◆ TASK BRIEF: Search the listing below for "crates". Copy each matching line.

◆ AVAILABLE DATA:
+ + + +
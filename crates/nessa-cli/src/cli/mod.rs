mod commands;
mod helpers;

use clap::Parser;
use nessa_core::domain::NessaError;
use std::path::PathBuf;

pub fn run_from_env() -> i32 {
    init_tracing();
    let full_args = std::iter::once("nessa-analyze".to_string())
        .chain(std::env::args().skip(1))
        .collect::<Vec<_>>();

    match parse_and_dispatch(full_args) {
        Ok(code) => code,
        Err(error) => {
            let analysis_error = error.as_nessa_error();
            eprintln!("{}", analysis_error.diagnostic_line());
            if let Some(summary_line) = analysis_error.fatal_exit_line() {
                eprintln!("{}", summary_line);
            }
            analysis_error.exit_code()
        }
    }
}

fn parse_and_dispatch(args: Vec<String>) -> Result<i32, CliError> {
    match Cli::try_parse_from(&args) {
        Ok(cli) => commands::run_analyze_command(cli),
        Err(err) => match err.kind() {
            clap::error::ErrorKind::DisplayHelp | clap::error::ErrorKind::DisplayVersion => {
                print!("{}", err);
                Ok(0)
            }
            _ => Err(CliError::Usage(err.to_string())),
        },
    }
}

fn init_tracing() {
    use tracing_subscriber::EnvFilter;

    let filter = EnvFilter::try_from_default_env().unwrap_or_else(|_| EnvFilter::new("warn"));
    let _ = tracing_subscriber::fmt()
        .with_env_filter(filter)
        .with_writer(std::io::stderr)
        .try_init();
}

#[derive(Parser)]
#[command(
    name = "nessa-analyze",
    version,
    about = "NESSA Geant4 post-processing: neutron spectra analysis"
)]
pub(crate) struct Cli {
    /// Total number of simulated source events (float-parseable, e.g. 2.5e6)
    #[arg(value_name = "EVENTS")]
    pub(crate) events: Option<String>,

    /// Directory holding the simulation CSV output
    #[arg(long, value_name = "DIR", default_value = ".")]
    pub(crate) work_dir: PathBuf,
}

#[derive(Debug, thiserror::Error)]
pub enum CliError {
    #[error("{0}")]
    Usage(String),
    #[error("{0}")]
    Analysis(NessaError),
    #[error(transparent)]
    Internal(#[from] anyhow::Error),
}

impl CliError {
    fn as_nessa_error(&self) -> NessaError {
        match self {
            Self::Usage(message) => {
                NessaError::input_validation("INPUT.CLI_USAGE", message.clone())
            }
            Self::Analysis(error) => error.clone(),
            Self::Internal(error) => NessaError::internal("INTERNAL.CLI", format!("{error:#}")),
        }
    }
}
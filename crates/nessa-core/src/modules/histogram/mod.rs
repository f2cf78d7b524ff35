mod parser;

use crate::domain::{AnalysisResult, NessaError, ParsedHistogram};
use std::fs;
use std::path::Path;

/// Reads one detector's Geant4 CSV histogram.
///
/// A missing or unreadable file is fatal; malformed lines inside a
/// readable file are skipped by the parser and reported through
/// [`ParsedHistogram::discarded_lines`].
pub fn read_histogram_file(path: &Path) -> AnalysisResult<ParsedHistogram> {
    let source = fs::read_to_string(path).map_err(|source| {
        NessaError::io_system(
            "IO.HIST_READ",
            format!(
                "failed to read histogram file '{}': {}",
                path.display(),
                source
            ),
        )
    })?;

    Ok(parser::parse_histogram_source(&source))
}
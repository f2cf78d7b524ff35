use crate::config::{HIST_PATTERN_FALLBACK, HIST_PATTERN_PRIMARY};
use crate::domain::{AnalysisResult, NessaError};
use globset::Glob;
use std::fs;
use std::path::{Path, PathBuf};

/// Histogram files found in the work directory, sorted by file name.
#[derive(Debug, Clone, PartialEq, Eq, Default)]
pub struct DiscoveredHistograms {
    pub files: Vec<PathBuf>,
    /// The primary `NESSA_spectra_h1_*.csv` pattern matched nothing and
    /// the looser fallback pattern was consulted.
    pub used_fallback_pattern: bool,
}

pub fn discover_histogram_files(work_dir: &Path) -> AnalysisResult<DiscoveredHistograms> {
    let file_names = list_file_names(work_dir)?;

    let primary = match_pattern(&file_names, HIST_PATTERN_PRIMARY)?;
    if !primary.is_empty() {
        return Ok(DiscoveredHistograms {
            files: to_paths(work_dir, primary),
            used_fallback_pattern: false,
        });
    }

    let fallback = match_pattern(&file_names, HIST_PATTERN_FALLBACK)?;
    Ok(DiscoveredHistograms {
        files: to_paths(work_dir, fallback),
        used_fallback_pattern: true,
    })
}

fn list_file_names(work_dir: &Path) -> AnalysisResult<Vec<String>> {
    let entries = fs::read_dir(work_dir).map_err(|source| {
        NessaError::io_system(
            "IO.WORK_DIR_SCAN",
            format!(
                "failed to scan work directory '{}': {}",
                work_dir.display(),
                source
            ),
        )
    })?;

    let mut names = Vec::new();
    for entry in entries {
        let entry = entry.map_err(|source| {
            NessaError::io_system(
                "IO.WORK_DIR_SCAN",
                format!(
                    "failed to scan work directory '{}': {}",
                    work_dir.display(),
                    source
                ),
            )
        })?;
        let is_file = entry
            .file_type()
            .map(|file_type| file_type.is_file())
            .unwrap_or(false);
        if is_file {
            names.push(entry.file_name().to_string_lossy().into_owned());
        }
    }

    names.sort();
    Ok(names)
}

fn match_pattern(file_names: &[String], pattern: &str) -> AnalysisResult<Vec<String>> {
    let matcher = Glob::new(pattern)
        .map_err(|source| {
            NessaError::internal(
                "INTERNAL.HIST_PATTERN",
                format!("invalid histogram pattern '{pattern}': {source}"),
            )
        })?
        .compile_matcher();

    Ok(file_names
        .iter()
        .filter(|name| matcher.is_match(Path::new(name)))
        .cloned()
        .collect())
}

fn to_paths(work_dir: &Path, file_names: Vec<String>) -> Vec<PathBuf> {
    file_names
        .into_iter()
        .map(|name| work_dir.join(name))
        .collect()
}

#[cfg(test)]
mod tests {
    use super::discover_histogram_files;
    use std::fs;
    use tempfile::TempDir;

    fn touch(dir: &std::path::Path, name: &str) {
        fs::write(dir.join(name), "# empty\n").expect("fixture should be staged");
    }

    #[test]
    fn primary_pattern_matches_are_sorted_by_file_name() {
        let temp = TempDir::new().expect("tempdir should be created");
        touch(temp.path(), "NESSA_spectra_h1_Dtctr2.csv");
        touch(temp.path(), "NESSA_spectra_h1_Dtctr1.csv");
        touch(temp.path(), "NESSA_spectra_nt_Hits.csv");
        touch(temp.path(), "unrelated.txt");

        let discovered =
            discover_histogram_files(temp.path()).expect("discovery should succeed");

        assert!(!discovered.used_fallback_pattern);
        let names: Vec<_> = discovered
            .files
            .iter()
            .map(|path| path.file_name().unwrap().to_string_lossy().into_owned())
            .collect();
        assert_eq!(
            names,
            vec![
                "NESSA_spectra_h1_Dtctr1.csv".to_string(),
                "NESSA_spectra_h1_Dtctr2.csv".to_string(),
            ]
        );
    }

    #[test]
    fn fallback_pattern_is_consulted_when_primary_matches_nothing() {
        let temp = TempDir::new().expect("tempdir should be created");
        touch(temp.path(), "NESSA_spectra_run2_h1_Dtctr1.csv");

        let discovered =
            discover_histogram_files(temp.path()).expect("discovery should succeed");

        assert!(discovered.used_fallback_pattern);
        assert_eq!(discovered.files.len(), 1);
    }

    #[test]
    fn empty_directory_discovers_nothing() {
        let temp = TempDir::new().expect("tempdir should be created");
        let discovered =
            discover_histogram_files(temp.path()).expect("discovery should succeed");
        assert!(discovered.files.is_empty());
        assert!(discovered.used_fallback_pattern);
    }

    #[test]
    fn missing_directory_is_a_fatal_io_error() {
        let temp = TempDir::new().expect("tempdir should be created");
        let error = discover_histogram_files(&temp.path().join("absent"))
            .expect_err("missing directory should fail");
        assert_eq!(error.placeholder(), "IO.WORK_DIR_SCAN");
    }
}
+ + + +
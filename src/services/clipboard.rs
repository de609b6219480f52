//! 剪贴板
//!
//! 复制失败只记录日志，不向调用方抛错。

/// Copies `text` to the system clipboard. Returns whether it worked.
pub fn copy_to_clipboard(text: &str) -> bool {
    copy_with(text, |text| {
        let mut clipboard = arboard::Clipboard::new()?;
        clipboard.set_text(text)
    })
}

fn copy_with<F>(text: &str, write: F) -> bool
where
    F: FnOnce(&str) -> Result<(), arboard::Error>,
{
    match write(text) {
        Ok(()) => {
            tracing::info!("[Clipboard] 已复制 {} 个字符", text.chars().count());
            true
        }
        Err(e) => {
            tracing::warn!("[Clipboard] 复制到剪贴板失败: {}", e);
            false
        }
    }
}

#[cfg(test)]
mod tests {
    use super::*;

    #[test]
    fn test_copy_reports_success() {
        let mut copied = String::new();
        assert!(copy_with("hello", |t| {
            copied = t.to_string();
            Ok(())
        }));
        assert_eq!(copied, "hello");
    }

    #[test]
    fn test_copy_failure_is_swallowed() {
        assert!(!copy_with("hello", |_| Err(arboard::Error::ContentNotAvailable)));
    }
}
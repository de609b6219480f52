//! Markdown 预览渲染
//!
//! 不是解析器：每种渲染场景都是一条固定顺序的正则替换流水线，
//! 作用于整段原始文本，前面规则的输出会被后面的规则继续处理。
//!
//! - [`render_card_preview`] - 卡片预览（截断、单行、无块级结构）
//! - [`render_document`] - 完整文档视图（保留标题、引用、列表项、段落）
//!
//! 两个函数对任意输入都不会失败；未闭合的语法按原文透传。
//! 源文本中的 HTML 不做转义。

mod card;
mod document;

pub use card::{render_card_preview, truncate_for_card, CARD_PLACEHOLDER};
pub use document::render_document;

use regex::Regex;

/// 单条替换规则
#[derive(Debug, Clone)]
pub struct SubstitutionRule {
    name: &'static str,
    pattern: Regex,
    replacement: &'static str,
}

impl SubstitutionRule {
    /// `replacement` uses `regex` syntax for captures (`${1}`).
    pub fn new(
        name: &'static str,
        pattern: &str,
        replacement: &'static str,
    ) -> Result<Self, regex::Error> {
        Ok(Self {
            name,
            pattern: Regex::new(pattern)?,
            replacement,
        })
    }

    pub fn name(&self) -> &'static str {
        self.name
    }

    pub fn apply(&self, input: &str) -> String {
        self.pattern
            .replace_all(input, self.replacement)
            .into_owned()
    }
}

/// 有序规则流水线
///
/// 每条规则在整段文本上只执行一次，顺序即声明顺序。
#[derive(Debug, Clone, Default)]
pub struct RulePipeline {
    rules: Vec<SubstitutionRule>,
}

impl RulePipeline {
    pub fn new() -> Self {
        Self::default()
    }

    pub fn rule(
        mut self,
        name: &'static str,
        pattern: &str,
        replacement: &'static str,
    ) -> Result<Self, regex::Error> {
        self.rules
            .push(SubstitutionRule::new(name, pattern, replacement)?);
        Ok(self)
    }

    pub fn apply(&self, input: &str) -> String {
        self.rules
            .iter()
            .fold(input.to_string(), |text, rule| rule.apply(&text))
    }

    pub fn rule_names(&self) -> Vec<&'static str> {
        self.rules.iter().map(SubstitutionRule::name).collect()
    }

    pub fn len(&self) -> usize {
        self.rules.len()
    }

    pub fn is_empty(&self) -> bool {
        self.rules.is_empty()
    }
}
+ + + +
◆ ANSWER:
filename crates/nessa-cli/src/cli/mod.rs
filename crates/nessa-core/src/modules/histogram/mod.rs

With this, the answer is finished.